Copy, in full, each line of the material that holds the word "wrong".

----------------------------------------

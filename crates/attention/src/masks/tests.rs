use super::*;
use crate::core::AttentionConfig;
use crate::layout::{resolve, AttentionInputs};
use candle_core::{Device, Result};

const FILL: f32 = -10_000.0;

fn idx(b: usize, q: usize, k: usize, q_len: usize, k_len: usize) -> usize {
    ((b * q_len) + q) * k_len + k
}

fn layout(batch: usize, seq: usize, kv_seq: usize) -> ResolvedLayout {
    let device = Device::Cpu;
    let query = Tensor::zeros((batch, seq, 4), DType::F32, &device).unwrap();
    let key = Tensor::zeros((batch, kv_seq, 4), DType::F32, &device).unwrap();
    let inputs = AttentionInputs::new(query).with_key_value(key.clone(), key);
    resolve(&inputs, &AttentionConfig::new(2)).unwrap()
}

fn normalized(mask: Option<&Tensor>, layout: &ResolvedLayout) -> Vec<f32> {
    let config = AttentionConfig::new(2);
    let mask = classify(mask, layout).unwrap();
    normalize(&mask, None, layout, &config, &Device::Cpu)
        .unwrap()
        .into_tensor()
        .unwrap()
        .flatten_all()
        .unwrap()
        .to_vec1::<f32>()
        .unwrap()
}

#[test]
fn key_lengths_and_padding_rows_agree() -> Result<()> {
    let device = Device::Cpu;
    let layout = layout(2, 3, 4);
    let lengths = Tensor::new(&[2i64, 3], &device)?;
    let padding = Tensor::new(&[[1i64, 1, 0, 0], [1, 1, 1, 0]], &device)?;

    let from_lengths = normalized(Some(&lengths), &layout);
    let from_padding = normalized(Some(&padding), &layout);
    assert_eq!(from_lengths, from_padding);

    assert_eq!(from_lengths[idx(0, 0, 1, 3, 4)], 0.0);
    assert_eq!(from_lengths[idx(0, 2, 2, 3, 4)], FILL);
    assert_eq!(from_lengths[idx(1, 1, 2, 3, 4)], 0.0);
    assert_eq!(from_lengths[idx(1, 1, 3, 3, 4)], FILL);
    Ok(())
}

#[test]
fn raw_index_mask_uses_key_lengths() -> Result<()> {
    let device = Device::Cpu;
    let layout = layout(2, 3, 4);
    let raw = Tensor::new(&[2i64, 3, 0, 3, 6, 0, 2, 5], &device)?;
    let lengths = Tensor::new(&[2i64, 3], &device)?;

    let mask = classify(Some(&raw), &layout).unwrap();
    assert_eq!(mask.kind(), MaskKind::RawIndex);
    assert_eq!(normalized(Some(&raw), &layout), normalized(Some(&lengths), &layout));
    Ok(())
}

#[test]
fn raw_index_rejects_decreasing_offsets() {
    let err = RawIndexMask::decode(&[2, 3, 0, 3, 1, 0, 2, 5], 2).unwrap_err();
    assert!(matches!(err, AttentionError::ShapeMismatch { .. }));
}

#[test]
fn classify_reports_encoding() -> Result<()> {
    let device = Device::Cpu;
    let layout = layout(2, 3, 4);
    assert_eq!(classify(None, &layout).unwrap().kind(), MaskKind::None);

    let lengths = Tensor::new(&[4u32, 1], &device)?;
    assert_eq!(classify(Some(&lengths), &layout).unwrap().kind(), MaskKind::KeyLengths);

    let additive = Tensor::zeros((1, 2, 3, 4), DType::F32, &device)?;
    assert_eq!(classify(Some(&additive), &layout).unwrap().kind(), MaskKind::Additive);
    Ok(())
}

#[test]
fn malformed_masks_are_shape_mismatches() -> Result<()> {
    let device = Device::Cpu;
    let layout = layout(2, 3, 4);
    let cases = [
        Tensor::new(&[[1i64, 1, 1], [1, 1, 1]], &device)?,
        Tensor::new(&[1i64, 2, 3], &device)?,
        Tensor::new(&[-1i64, 2], &device)?,
        Tensor::zeros((2, 3, 3, 4), DType::F32, &device)?,
    ];
    for mask in cases {
        let err = classify(Some(&mask), &layout).unwrap_err();
        assert!(
            matches!(err, AttentionError::ShapeMismatch { .. }),
            "{:?} accepted",
            mask.dims()
        );
    }
    Ok(())
}

#[test]
fn no_mask_and_no_bias_normalizes_to_nothing() {
    let layout = layout(1, 2, 2);
    let bias = normalize(
        &AttentionMask::None,
        None,
        &layout,
        &AttentionConfig::new(2),
        &Device::Cpu,
    )
    .unwrap();
    assert!(bias.is_none());
}

#[test]
fn attention_bias_adds_to_mask() -> Result<()> {
    let device = Device::Cpu;
    let layout = layout(2, 3, 4);
    let lengths = Tensor::new(&[2i64, 4], &device)?;
    let attention_bias = Tensor::full(0.5f32, (1, 2, 3, 4), &device)?;
    let mask = classify(Some(&lengths), &layout).unwrap();

    let bias = normalize(
        &mask,
        Some(&attention_bias),
        &layout,
        &AttentionConfig::new(2),
        &device,
    )
    .unwrap()
    .into_tensor()
    .unwrap();
    assert_eq!(bias.dims(), &[2, 2, 3, 4]);

    let values = bias.flatten_all()?.to_vec1::<f32>()?;
    let at = |b: usize, h: usize, q: usize, k: usize| values[((b * 2 + h) * 3 + q) * 4 + k];
    assert_eq!(at(0, 0, 0, 3), FILL + 0.5);
    assert_eq!(at(0, 1, 2, 1), 0.5);
    assert_eq!(at(1, 1, 2, 3), 0.5);
    Ok(())
}

#[test]
fn causal_bias_respects_offsets() -> Result<()> {
    let device = Device::Cpu;
    let q_len = 3;
    let k_len = 5;

    let mask = causal_bias(&device, q_len, k_len, FILL)?;
    assert_eq!(mask.dims(), &[1, 1, q_len, k_len]);
    let values = mask.flatten_all()?.to_vec1::<f32>()?;

    // Earliest query sees the prefix of length k_len - q_len plus itself.
    assert_eq!(values[idx(0, 0, 2, q_len, k_len)], 0.0);
    assert_eq!(values[idx(0, 0, 3, q_len, k_len)], FILL);
    assert_eq!(values[idx(0, 2, 4, q_len, k_len)], 0.0);

    let single = causal_bias(&device, 1, 4, FILL)?;
    assert_eq!(single.flatten_all()?.to_vec1::<f32>()?, vec![0.0; 4]);
    Ok(())
}

#[test]
fn causal_and_padding_mask_once() -> Result<()> {
    let device = Device::Cpu;
    let layout = layout(1, 3, 3);
    let config = AttentionConfig {
        unidirectional: true,
        ..AttentionConfig::new(2)
    };
    let lengths = Tensor::new(&[2i64], &device)?;
    let mask = classify(Some(&lengths), &layout).unwrap();
    let values = normalize(&mask, None, &layout, &config, &device)
        .unwrap()
        .into_tensor()
        .unwrap()
        .flatten_all()?
        .to_vec1::<f32>()?;

    // Query 0, key 2 is masked by both rules and still carries one fill.
    assert_eq!(values[idx(0, 0, 2, 3, 3)], FILL);
    // Query 2, key 2 is allowed causally but padded.
    assert_eq!(values[idx(0, 2, 2, 3, 3)], FILL);
    // Query 1, key 2 is masked causally only.
    assert_eq!(values[idx(0, 1, 2, 3, 3)], FILL);
    assert_eq!(values[idx(0, 1, 1, 3, 3)], 0.0);
    Ok(())
}

#[test]
fn custom_fill_value_is_not_clamped() -> Result<()> {
    let device = Device::Cpu;
    let layout = layout(1, 1, 2);
    let config = AttentionConfig {
        mask_filter_value: -3.0e38,
        ..AttentionConfig::new(2)
    };
    let mask = classify(Some(&Tensor::new(&[1i64], &device)?), &layout).unwrap();
    let values = normalize(&mask, None, &layout, &config, &device)
        .unwrap()
        .into_tensor()
        .unwrap()
        .flatten_all()?
        .to_vec1::<f32>()?;
    assert_eq!(values, vec![0.0, -3.0e38]);
    Ok(())
}

#[test]
fn validity_rows_must_share_length() {
    let err = bias_from_validity(&Device::Cpu, &[vec![true, false], vec![true]], 1, FILL);
    assert!(err.is_err());
}

#[test]
fn kv_length_padding_mask_keeps_past_valid() {
    let device = Device::Cpu;
    let query = Tensor::zeros((1, 1, 4), DType::F32, &device).unwrap();
    let past = Tensor::zeros((1, 2, 3, 2), DType::F32, &device).unwrap();
    let inputs = AttentionInputs::new(query.clone())
        .with_key_value(query.clone(), query)
        .with_past(past.clone(), past, None);
    let layout = resolve(&inputs, &AttentionConfig::new(2)).unwrap();
    assert_eq!(layout.total_sequence_length, 4);

    let newest_only = Tensor::new(&[[0i64]], &device).unwrap();
    let full = Tensor::new(&[[1i64, 1, 1, 0]], &device).unwrap();
    assert_eq!(
        normalized(Some(&newest_only), &layout),
        normalized(Some(&full), &layout)
    );
    assert_eq!(
        normalized(Some(&newest_only), &layout),
        vec![0.0, 0.0, 0.0, FILL]
    );

    let wrong = Tensor::new(&[[1i64, 1]], &device).unwrap();
    assert!(matches!(
        classify(Some(&wrong), &layout),
        Err(AttentionError::ShapeMismatch { .. })
    ));
}

#[test]
fn positive_fill_still_masks_both_rules() -> Result<()> {
    let device = Device::Cpu;
    let layout = layout(1, 2, 2);
    let config = AttentionConfig {
        unidirectional: true,
        mask_filter_value: 5.0,
        ..AttentionConfig::new(2)
    };
    let lengths = Tensor::new(&[1i64], &device)?;
    let mask = classify(Some(&lengths), &layout).unwrap();
    let values = normalize(&mask, None, &layout, &config, &device)
        .unwrap()
        .into_tensor()
        .unwrap()
        .flatten_all()?
        .to_vec1::<f32>()?;

    // Key 1 is padded for both queries; query 0 also sees it causally masked.
    assert_eq!(values, vec![0.0, 5.0, 0.0, 5.0]);
    Ok(())
}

----------------------------------------

* EXPECTED OUTPUT
    let wrong = Tensor::new(&[[1i64, 1]], &device).unwrap();
        classify(Some(&wrong), &layout),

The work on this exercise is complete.